- _GIVEN DATA_
———

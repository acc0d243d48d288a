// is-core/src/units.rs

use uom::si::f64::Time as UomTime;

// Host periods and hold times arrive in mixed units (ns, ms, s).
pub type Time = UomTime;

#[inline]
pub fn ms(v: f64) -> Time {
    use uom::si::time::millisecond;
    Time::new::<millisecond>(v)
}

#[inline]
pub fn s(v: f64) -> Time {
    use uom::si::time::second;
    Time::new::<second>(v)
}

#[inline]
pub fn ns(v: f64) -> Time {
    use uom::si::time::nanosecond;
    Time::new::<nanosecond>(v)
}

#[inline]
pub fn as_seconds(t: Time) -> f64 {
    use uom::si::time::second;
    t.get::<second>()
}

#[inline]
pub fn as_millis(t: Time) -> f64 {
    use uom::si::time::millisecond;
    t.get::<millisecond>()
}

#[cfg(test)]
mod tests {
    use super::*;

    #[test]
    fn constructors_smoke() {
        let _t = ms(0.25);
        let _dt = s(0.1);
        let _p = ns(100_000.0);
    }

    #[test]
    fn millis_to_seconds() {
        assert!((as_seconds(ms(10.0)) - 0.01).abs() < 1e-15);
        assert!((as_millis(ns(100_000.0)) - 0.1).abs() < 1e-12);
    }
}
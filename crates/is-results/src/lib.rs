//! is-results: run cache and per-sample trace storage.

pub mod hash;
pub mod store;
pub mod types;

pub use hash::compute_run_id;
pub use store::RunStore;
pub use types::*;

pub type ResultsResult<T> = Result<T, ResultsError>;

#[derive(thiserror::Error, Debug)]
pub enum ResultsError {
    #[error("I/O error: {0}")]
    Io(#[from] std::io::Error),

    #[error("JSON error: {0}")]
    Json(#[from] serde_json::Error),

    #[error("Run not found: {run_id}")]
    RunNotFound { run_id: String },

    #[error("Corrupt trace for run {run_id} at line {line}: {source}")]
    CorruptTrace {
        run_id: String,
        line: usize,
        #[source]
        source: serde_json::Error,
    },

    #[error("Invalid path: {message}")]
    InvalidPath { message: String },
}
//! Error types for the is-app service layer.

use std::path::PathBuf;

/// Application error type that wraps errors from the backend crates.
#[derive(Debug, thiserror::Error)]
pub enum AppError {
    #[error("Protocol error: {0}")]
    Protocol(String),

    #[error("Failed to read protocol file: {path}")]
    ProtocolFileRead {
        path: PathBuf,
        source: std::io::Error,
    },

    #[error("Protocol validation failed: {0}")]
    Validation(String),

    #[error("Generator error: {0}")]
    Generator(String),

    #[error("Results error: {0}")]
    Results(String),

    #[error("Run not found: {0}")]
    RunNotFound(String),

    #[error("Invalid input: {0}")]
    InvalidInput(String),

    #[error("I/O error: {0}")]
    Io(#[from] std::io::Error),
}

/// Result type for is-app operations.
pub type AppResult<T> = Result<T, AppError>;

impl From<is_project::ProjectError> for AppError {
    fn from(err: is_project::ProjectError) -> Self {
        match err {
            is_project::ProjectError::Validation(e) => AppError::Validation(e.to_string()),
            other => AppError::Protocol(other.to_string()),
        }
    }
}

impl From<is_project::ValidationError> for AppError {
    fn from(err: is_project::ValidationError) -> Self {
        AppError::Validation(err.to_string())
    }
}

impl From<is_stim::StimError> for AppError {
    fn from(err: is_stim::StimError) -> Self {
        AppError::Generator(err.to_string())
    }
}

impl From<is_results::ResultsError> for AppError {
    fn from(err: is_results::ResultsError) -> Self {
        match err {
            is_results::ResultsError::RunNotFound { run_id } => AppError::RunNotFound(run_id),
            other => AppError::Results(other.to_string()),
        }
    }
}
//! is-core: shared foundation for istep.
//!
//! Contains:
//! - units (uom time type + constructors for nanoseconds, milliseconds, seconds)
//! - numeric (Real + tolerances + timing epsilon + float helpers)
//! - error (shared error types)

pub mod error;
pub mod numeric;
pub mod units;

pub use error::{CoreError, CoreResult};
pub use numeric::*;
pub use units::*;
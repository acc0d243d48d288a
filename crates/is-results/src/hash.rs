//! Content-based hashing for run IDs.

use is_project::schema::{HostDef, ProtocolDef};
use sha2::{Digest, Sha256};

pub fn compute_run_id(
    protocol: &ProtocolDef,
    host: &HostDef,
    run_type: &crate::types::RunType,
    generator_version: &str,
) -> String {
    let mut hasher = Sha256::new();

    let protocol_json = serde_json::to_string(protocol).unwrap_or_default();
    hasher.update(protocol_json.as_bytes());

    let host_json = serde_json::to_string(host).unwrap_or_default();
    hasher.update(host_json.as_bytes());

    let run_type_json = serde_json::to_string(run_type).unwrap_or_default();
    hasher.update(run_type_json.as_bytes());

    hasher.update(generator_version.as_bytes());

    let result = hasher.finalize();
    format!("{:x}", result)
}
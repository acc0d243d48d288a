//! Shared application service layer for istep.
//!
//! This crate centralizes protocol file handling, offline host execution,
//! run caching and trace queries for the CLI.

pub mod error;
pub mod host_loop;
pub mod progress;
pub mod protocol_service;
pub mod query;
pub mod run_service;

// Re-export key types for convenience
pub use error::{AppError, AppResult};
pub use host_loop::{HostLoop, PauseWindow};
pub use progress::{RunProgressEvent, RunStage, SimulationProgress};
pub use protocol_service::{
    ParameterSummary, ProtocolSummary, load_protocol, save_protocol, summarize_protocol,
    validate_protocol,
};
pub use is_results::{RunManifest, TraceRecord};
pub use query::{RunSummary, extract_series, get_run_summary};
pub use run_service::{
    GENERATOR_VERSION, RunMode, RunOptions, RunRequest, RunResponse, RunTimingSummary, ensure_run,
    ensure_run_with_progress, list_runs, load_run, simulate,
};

———

- _WHAT YOU WILL DO_
Wherever the word "filename" appears in the data, return the whole line.

- _RESULT FOR THIS EXERCISE_
filename crates/is-results/src/lib.rs
filename crates/is-results/src/hash.rs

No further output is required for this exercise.